We head to Italy to drive Mercedes’ new SUV-coupe to see if it has what it takes to put this niche segment on the mainstream path.
What is it?
Mercedes’ second product in the growing ‘SUV-coupe’ segment. The GLC Coupe joins its older sibling, the GLE Coupe to take on BMW which literally created this segment with the X6 and the X4.
The Coupe borrows its underpinnings and bits like the lower door panels, front fenders and the bonnet from the GLC SUV, on which it is based. The coupe, however, gets sportier bumpers, a heavily angled windscreen and of course, a plunging roofline. The lift-back tailgate tapers over a rear overhang that's longer than that of the standard GLC SUV. In terms of dimensions, the Coupe is about 80mm longer and 40mm shorter than the SUV version.
Getting an SUV to carry off a coupé body style is always going to be a challenge, but the GLC probably does it the best with little bulk and flab about its body. The lines are all taut and tucked in giving it the impression of a well-toned athlete. Going up against its main rival, the yet-to-be-launched-in-India X4, the GLC Coupe has a lot going for it in terms of proportions and styling details.

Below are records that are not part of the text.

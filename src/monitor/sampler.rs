// src/monitor/sampler.rs
//! Timer-driven tremor monitor
//!
//! `TremorMonitor` owns the session object and the sampling task. The
//! task polls the reading source once per tick and commits the result
//! through a weak back-reference; a session that has been dropped fails
//! the upgrade and the tick becomes a no-op instead of a stale write.

use crate::config::MonitorConfig;
use crate::hal::traits::{ReadingSource, SourceError};
use crate::monitor::session::{MonitorSession, MonitorSnapshot, SessionState};
use parking_lot::RwLock;
use std::sync::{Arc, Weak};
use std::time::Duration;
use tokio::sync::Mutex;
use tokio::task::JoinHandle;
use tokio::time::MissedTickBehavior;

/// Tremor monitor driving one session from one reading source
pub struct TremorMonitor {
    session: Arc<RwLock<MonitorSession>>,
    source: Arc<Mutex<Box<dyn ReadingSource>>>,
    tick_interval: Duration,
    sampler: Option<JoinHandle<()>>,
    source_initialized: bool,
}

impl TremorMonitor {
    /// Create an idle monitor over a reading source
    pub fn new(config: &MonitorConfig, source: Box<dyn ReadingSource>) -> Self {
        Self {
            session: Arc::new(RwLock::new(MonitorSession::new(config))),
            source: Arc::new(Mutex::new(source)),
            tick_interval: Duration::from_millis(config.tick_interval_ms),
            sampler: None,
            source_initialized: false,
        }
    }

    /// Start monitoring
    ///
    /// Initializes the source on first start and spawns the sampling
    /// task. The first sample lands one full interval out; resuming
    /// never produces an immediate reading. Idempotent while running.
    pub async fn start(&mut self) -> Result<(), SourceError> {
        if self.sampler.is_some() {
            return Ok(());
        }

        if !self.source_initialized {
            self.source.lock().await.initialize().await?;
            self.source_initialized = true;
        }

        self.session.write().set_monitoring(true);
        self.sampler = Some(spawn_sampler(
            Arc::downgrade(&self.session),
            Arc::clone(&self.source),
            self.tick_interval,
        ));

        tracing::debug!(interval_ms = self.tick_interval.as_millis() as u64, "monitoring started");
        Ok(())
    }

    /// Stop monitoring
    ///
    /// Cancels the pending tick by aborting the sampling task. A tick
    /// already committing under the session lock completes; nothing
    /// samples afterwards until `start` is called again.
    pub fn stop(&mut self) {
        if let Some(handle) = self.sampler.take() {
            handle.abort();
            tracing::debug!("monitoring stopped");
        }
        self.session.write().set_monitoring(false);
    }

    /// Toggle the severe-tremor alert gate
    pub fn set_alerts_enabled(&self, enabled: bool) {
        self.session.write().set_alerts_enabled(enabled);
    }

    /// Read-only snapshot for the presentation layer
    pub fn snapshot(&self) -> MonitorSnapshot {
        self.session.read().snapshot()
    }

    /// Current session lifecycle state
    pub fn state(&self) -> SessionState {
        self.session.read().state()
    }

    pub fn is_monitoring(&self) -> bool {
        self.session.read().is_monitoring()
    }
}

impl Drop for TremorMonitor {
    fn drop(&mut self) {
        self.stop();
    }
}

fn spawn_sampler(
    session: Weak<RwLock<MonitorSession>>,
    source: Arc<Mutex<Box<dyn ReadingSource>>>,
    period: Duration,
) -> JoinHandle<()> {
    tokio::spawn(async move {
        // First tick one full period out, matching the reference timer.
        let mut ticker = tokio::time::interval_at(tokio::time::Instant::now() + period, period);
        ticker.set_missed_tick_behavior(MissedTickBehavior::Delay);

        loop {
            ticker.tick().await;

            let Some(session) = session.upgrade() else {
                return;
            };

            let reading = match source.lock().await.next_reading().await {
                Ok(reading) => reading,
                Err(error) => {
                    tracing::warn!(%error, "reading source failed, sampler exiting");
                    session.write().set_monitoring(false);
                    return;
                }
            };

            let outcome = session.write().apply_reading(reading);
            match outcome {
                Some(outcome) if outcome.alert_raised => {
                    tracing::warn!(
                        amplitude = reading.amplitude,
                        frequency_hz = reading.frequency_hz,
                        "severe tremor alert"
                    );
                }
                Some(outcome) => {
                    tracing::trace!(
                        status = %outcome.status,
                        amplitude = reading.amplitude,
                        "tick committed"
                    );
                }
                // Monitoring was switched off under us; stop sampling.
                None => return,
            }
        }
    })
}

#[cfg(test)]
mod tests {
    use super::*;
    use crate::hal::scripted::ScriptedSource;

    #[tokio::test(start_paused = true)]
    async fn test_no_immediate_sample_on_start() {
        let source = ScriptedSource::from_amplitudes([50.0; 8]);
        let counter = source.draw_counter();

        let mut monitor = TremorMonitor::new(&MonitorConfig::default(), Box::new(source));
        monitor.start().await.unwrap();

        tokio::time::sleep(Duration::from_millis(10)).await;
        assert_eq!(counter.count(), 0);

        tokio::time::sleep(Duration::from_millis(1100)).await;
        assert_eq!(counter.count(), 1);
    }

    #[tokio::test(start_paused = true)]
    async fn test_start_is_idempotent_while_running() {
        let source = ScriptedSource::from_amplitudes([50.0; 8]);
        let counter = source.draw_counter();

        let mut monitor = TremorMonitor::new(&MonitorConfig::default(), Box::new(source));
        monitor.start().await.unwrap();
        monitor.start().await.unwrap();

        tokio::time::sleep(Duration::from_millis(2100)).await;
        assert_eq!(counter.count(), 2);
    }

    #[tokio::test(start_paused = true)]
    async fn test_source_failure_ends_the_session() {
        let source = ScriptedSource::from_amplitudes([50.0]);

        let mut monitor = TremorMonitor::new(&MonitorConfig::default(), Box::new(source));
        monitor.start().await.unwrap();

        tokio::time::sleep(Duration::from_millis(2500)).await;
        assert!(!monitor.is_monitoring());
        assert_eq!(monitor.snapshot().history, vec![50.0]);
    }
}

While the standard GLC gets the regular twin-bar grille, the Coupe gets Merc’s sportier ‘diamond’ grille. The headlights are the now familiar Mercedes signature units. Adding to the sporty character are large air inlets on the front bumper.
The side view is obviously dominated by the stretched coupé roofline. The lower sill has optionally available running boards that are not your typical large-SUV style units but are sleeker and smaller. The alloys on the car we drove were twin five-spoke units that did add a lot to the sporty appeal.
At the rear is the styling theme that made its debuted on the S-class Coupe and which all Mercedes coupés have since followed. So you have narrow horizontally oriented split tail-lights, a centrally positioned three-pointed star and a sharp spoiler lip. The exhaust tips are integrated into the bumper that has its lower edge in black to cleverly break up the visual mass.